How Do You Gain the Trust of Your Team?
This is a guest post by Stephanie LeBlanc. Stephanie is the practice administrator at TotalCare Hulen in Fort Worth, Texas. She also holds other leadership positions including president of her accounting firm, as well as Project Connect Texas, a non-profit organization she founded to serve the Dallas/Fort Worth community.
- Wes Saade, M.D.
As a leader, there will be times when you need your team to believe in you. Particularly when the circumstances are difficult, when you can’t reveal all the reasons behind an unpopular decision, or you must simply deliver a message that no one will want to hear.
When times are hard, how do you gain the trust of your team?
Work for Your People
Only a few months into my first Controller position, the oil and gas industry went through a major recession. The company I worked for at the time had been issued a rate cut by our customers. We knew that in order to survive this period, we had to find a way to cut our spending dramatically.
I was given the task of calculating how much the company would need to cut in order to operate on the reduced income. After all of the cuts in the budget were made, we still needed to make significant reductions in spending. The only place left, that would make any real impact on the company’s ability to survive, was in their labor costs. After much calculation and deliberation, there was no other option but to cut our employees’ pay across the board in order to preserve their jobs. It was a brutal decision to make.
I stood next to the president of the company as she delivered the news to all of our staff. This was the most difficult task that I had been faced with since I took the position, and I wasn’t sure how the employees would handle the news. As I passed out letters to our employees indicating how much their pay had been reduced, the president and I both had tears in our eyes. We knew that this would have a devastating impact on all of our employees and their families.
As we both struggled to make it through the meeting, and feared how our employees would react, we were very surprised when they began comforting us. This was not at all how we imagined they would take the news. Our employees trusted us. They knew that we did not make the decision lightly, and that what we were doing had to be done in order for everyone to remain employed. In the end, only two people resigned, and one asked for his job back once he had time to really think through what was going on.
When you genuinely work hard for your people’s wellbeing, they will know it. And you will gain their trust.
When a difficult decision is being passed down, it is important that you are not simply relaying a message from someone else before fully owning it yourself.

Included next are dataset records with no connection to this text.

use convkit_image::{Image, ImageError, ImageSize};

use crate::normalize::l1_normalize;

/// Evaluate the unnormalized isotropic 2D gaussian at a squared distance from its mean.
///
/// `exp(-dist_sq / (2 sigma^2))`. The weight at the mean is exactly one and
/// every positive finite `f32` sigma gives a finite, non-zero `2 sigma^2` in
/// `f64`, so callers that normalize by the weight sum never divide by zero.
#[inline]
pub(crate) fn gaussian_weight(dist_sq: f64, sigma: f32) -> f64 {
    let sigma = f64::from(sigma);
    (-dist_sq / (2.0 * sigma * sigma)).exp()
}

pub(crate) fn validate_sigma(sigma: f32) -> Result<(), ImageError> {
    if !sigma.is_finite() || sigma <= 0.0 {
        return Err(ImageError::InvalidSigma(sigma));
    }
    Ok(())
}

// row-major 3x3 coefficients into a single channel kernel
fn kernel3(coeffs: [f32; 9]) -> Image {
    let mut kernel = Image::from_size_val(
        ImageSize {
            width: 3,
            height: 3,
        },
        1,
        0.0,
    );
    kernel.as_slice_mut().copy_from_slice(&coeffs);
    kernel
}

/// Create a box blur kernel.
///
/// # Arguments
///
/// * `kernel_size` - The width and height of the square kernel.
///
/// # Returns
///
/// A single channel kernel whose entries are all `1 / kernel_size^2`.
///
/// # Errors
///
/// Returns [`ImageError::InvalidKernelSize`] if `kernel_size` is zero.
///
/// # Example
///
/// ```
/// use convkit_imgproc::filter::kernels::box_filter;
///
/// let kernel = box_filter(2).unwrap();
/// assert_eq!(kernel.as_slice(), &[0.25; 4]);
/// ```
pub fn box_filter(kernel_size: usize) -> Result<Image, ImageError> {
    if kernel_size == 0 {
        return Err(ImageError::InvalidKernelSize(kernel_size));
    }

    let mut kernel = Image::from_size_val([kernel_size, kernel_size].into(), 1, 1.0);
    l1_normalize(&mut kernel);
    Ok(kernel)
}

/// Width of the gaussian kernel for the given sigma.
///
/// The width covers six standard deviations plus the center pixel,
/// `round(6 * sigma) + 1`, bumped to the next odd value when even.
///
/// Saturates at `usize::MAX` for sigmas whose width does not fit in a `usize`.
pub fn gaussian_kernel_width(sigma: f32) -> usize {
    let width = ((sigma * 6.0).round() as usize).saturating_add(1);
    if width % 2 == 0 {
        log::debug!("gaussian kernel width {width} for sigma {sigma} is even, using {}", width + 1);
        width + 1
    } else {
        width
    }
}

/// Create a gaussian blur kernel.
///
/// Every entry is the 2D gaussian at its offset from the center pixel; the
/// kernel is then L1 normalized so the discretized weights sum to one.
///
/// # Arguments
///
/// * `sigma` - The standard deviation of the gaussian.
///
/// # Errors
///
/// Returns [`ImageError::InvalidSigma`] if `sigma` is not positive and finite
/// and [`ImageError::InvalidKernelSize`] if the kernel would not fit in memory.
///
/// # Example
///
/// ```
/// use convkit_imgproc::filter::kernels::gaussian_filter;
///
/// let kernel = gaussian_filter(1.0).unwrap();
/// assert_eq!(kernel.width(), 7);
/// assert_eq!(kernel.height(), 7);
/// ```
pub fn gaussian_filter(sigma: f32) -> Result<Image, ImageError> {
    validate_sigma(sigma)?;

    let width = gaussian_kernel_width(sigma);
    if width.checked_mul(width).is_none() {
        return Err(ImageError::InvalidKernelSize(width));
    }
    let center = (width / 2) as isize;

    let mut kernel = Image::from_size_val([width, width].into(), 1, 0.0);
    for y in 0..width {
        for x in 0..width {
            let dx = x as isize - center;
            let dy = y as isize - center;
            kernel[[x, y, 0]] = gaussian_weight((dx * dx + dy * dy) as f64, sigma) as f32;
        }
    }

    l1_normalize(&mut kernel);
    Ok(kernel)
}

/// Create the horizontal sobel gradient kernel.
pub fn sobel_gx_filter() -> Image {
    #[rustfmt::skip]
    let kernel = kernel3([
        -1.0, 0.0, 1.0,
        -2.0, 0.0, 2.0,
        -1.0, 0.0, 1.0,
    ]);
    kernel
}

/// Create the vertical sobel gradient kernel.
pub fn sobel_gy_filter() -> Image {
    #[rustfmt::skip]
    let kernel = kernel3([
        -1.0, -2.0, -1.0,
         0.0,  0.0,  0.0,
         1.0,  2.0,  1.0,
    ]);
    kernel
}

/// Create a laplacian-like high pass kernel.
///
/// The coefficients sum to zero, so flat regions map to zero.
pub fn highpass_filter() -> Image {
    #[rustfmt::skip]
    let kernel = kernel3([
         0.0, -1.0,  0.0,
        -1.0,  4.0, -1.0,
         0.0, -1.0,  0.0,
    ]);
    kernel
}

/// Create a sharpen kernel.
///
/// Identity plus the high pass response; the coefficients sum to one.
pub fn sharpen_filter() -> Image {
    #[rustfmt::skip]
    let kernel = kernel3([
         0.0, -1.0,  0.0,
        -1.0,  5.0, -1.0,
         0.0, -1.0,  0.0,
    ]);
    kernel
}

/// Create an emboss kernel.
pub fn emboss_filter() -> Image {
    #[rustfmt::skip]
    let kernel = kernel3([
        -2.0, -1.0, 0.0,
        -1.0,  1.0, 1.0,
         0.0,  1.0, 2.0,
    ]);
    kernel
}

#[cfg(test)]
mod tests {
    use super::*;
    use approx::assert_relative_eq;

    #[test]
    fn test_box_filter() -> Result<(), ImageError> {
        for size in 1..8 {
            let kernel = box_filter(size)?;
            assert_eq!(kernel.width(), size);
            assert_eq!(kernel.height(), size);
            assert_eq!(kernel.num_channels(), 1);

            let first = kernel.as_slice()[0];
            assert!(kernel.as_slice().iter().all(|&k| k == first));
            assert_relative_eq!(kernel.as_slice().iter().sum::<f32>(), 1.0, epsilon = 1e-5);
        }
        Ok(())
    }

    #[test]
    fn test_box_filter_zero() {
        assert_eq!(box_filter(0), Err(ImageError::InvalidKernelSize(0)));
    }

    #[test]
    fn test_sobel_kernels_sum_to_zero() {
        assert_eq!(sobel_gx_filter().as_slice().iter().sum::<f32>(), 0.0);
        assert_eq!(sobel_gy_filter().as_slice().iter().sum::<f32>(), 0.0);
    }

    #[test]
    fn test_sobel_kernel_layout() {
        let gx = sobel_gx_filter();
        assert_eq!(gx[[0, 1, 0]], -2.0);
        assert_eq!(gx[[2, 1, 0]], 2.0);

        let gy = sobel_gy_filter();
        assert_eq!(gy[[1, 0, 0]], -2.0);
        assert_eq!(gy[[1, 2, 0]], 2.0);
    }

    #[test]
    fn test_fixed_kernels() {
        assert_eq!(highpass_filter().as_slice().iter().sum::<f32>(), 0.0);
        assert_eq!(sharpen_filter().as_slice().iter().sum::<f32>(), 1.0);
        assert_eq!(emboss_filter().as_slice().iter().sum::<f32>(), 1.0);
        assert_eq!(emboss_filter()[[0, 0, 0]], -2.0);
        assert_eq!(emboss_filter()[[2, 2, 0]], 2.0);
    }

    #[test]
    fn test_gaussian_kernel_width() {
        // round(6) + 1 = 7 is already odd
        assert_eq!(gaussian_kernel_width(1.0), 7);
        // round(3) + 1 = 4 is bumped
        assert_eq!(gaussian_kernel_width(0.5), 5);
        // round(12) + 1 = 13
        assert_eq!(gaussian_kernel_width(2.0), 13);
        // round(0.6) + 1 = 2 is bumped
        assert_eq!(gaussian_kernel_width(0.1), 3);
        for i in 1..50 {
            assert_eq!(gaussian_kernel_width(i as f32 * 0.13) % 2, 1);
        }
    }

    #[test]
    fn test_gaussian_filter() -> Result<(), ImageError> {
        let kernel = gaussian_filter(1.0)?;
        assert_eq!(kernel.width(), 7);
        assert_relative_eq!(kernel.as_slice().iter().sum::<f32>(), 1.0, epsilon = 1e-5);

        // peak at the center, symmetric around it
        let center = kernel[[3, 3, 0]];
        assert!(kernel.as_slice().iter().all(|&k| k <= center));
        assert_relative_eq!(kernel[[0, 3, 0]], kernel[[6, 3, 0]]);
        assert_relative_eq!(kernel[[3, 0, 0]], kernel[[3, 6, 0]]);
        assert_relative_eq!(kernel[[1, 2, 0]], kernel[[2, 1, 0]]);

        // ratio of neighbouring taps follows exp(-1 / (2 sigma^2))
        assert_relative_eq!(
            kernel[[4, 3, 0]] / center,
            (-0.5f32).exp(),
            epsilon = 1e-5
        );

        Ok(())
    }

    #[test]
    fn test_gaussian_filter_even_width_bump() -> Result<(), ImageError> {
        let kernel = gaussian_filter(0.5)?;
        assert_eq!(kernel.width(), 5);
        assert_eq!(kernel.height(), 5);
        assert_relative_eq!(kernel.as_slice().iter().sum::<f32>(), 1.0, epsilon = 1e-5);
        Ok(())
    }

    #[test]
    fn test_gaussian_filter_invalid_sigma() {
        assert_eq!(gaussian_filter(0.0), Err(ImageError::InvalidSigma(0.0)));
        assert_eq!(gaussian_filter(-1.0), Err(ImageError::InvalidSigma(-1.0)));
        assert!(gaussian_filter(f32::NAN).is_err());
    }

    #[test]
    fn test_gaussian_kernel_width_saturates() {
        assert_eq!(gaussian_kernel_width(f32::MAX), usize::MAX);
        assert_eq!(
            gaussian_filter(f32::MAX),
            Err(ImageError::InvalidKernelSize(usize::MAX))
        );
    }

    #[test]
    fn test_gaussian_weight() {
        assert_eq!(gaussian_weight(0.0, 2.0), 1.0);
        assert_relative_eq!(gaussian_weight(8.0, 2.0), (-1.0f64).exp());

        // extreme sigmas stay finite and keep the center weight at one
        for sigma in [1e-20, 1e-38, f32::MIN_POSITIVE / 8.0, 1e20, f32::MAX] {
            assert_eq!(gaussian_weight(0.0, sigma), 1.0);
            assert!(gaussian_weight(2.0, sigma).is_finite());
        }
        assert_eq!(gaussian_weight(1.0, 1e-20), 0.0);
    }

    #[test]
    fn test_gaussian_filter_tiny_sigma() -> Result<(), ImageError> {
        let kernel = gaussian_filter(1e-20)?;
        assert_eq!(kernel.width(), 1);
        assert_eq!(kernel.as_slice(), &[1.0]);

        // round(0.6) + 1 = 2 bumped to 3, off-center taps vanish
        let kernel = gaussian_filter(0.1)?;
        assert_eq!(kernel.width(), 3);
        assert!(kernel.as_slice().iter().all(|k| k.is_finite()));
        assert_relative_eq!(kernel[[1, 1, 0]], 1.0, epsilon = 1e-5);
        Ok(())
    }
}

Before you communicate with your team, you must do whatever is necessary to understand the changes and support the organization’s leadership. This is especially true when you are faced with leading your team into something that may impact them negatively. If you truly believe what you are telling your team, they will see your sincerity, and they will be more willing to follow your direction.
The lesson I learned from my experience with the oil and gas company is that when you are honest with yourself, others will believe in you too. When we told our staff that this was the only way, we knew in our hearts that it was true. We knew this, not because we guessed it would solve our problem, or because we had a hidden agenda. Rather, we put in the hours and energy to make sure there was no other option. Therefore, we believed it truly was the only way. As a result, our people knew that it was as well. And so, a key to earning the trust of others is to first trust yourself.
As you seek the trust of your team, first concern yourself with the welfare of your people. Then trust yourself and the integrity of your decisions before you ask your team to trust in you and follow you.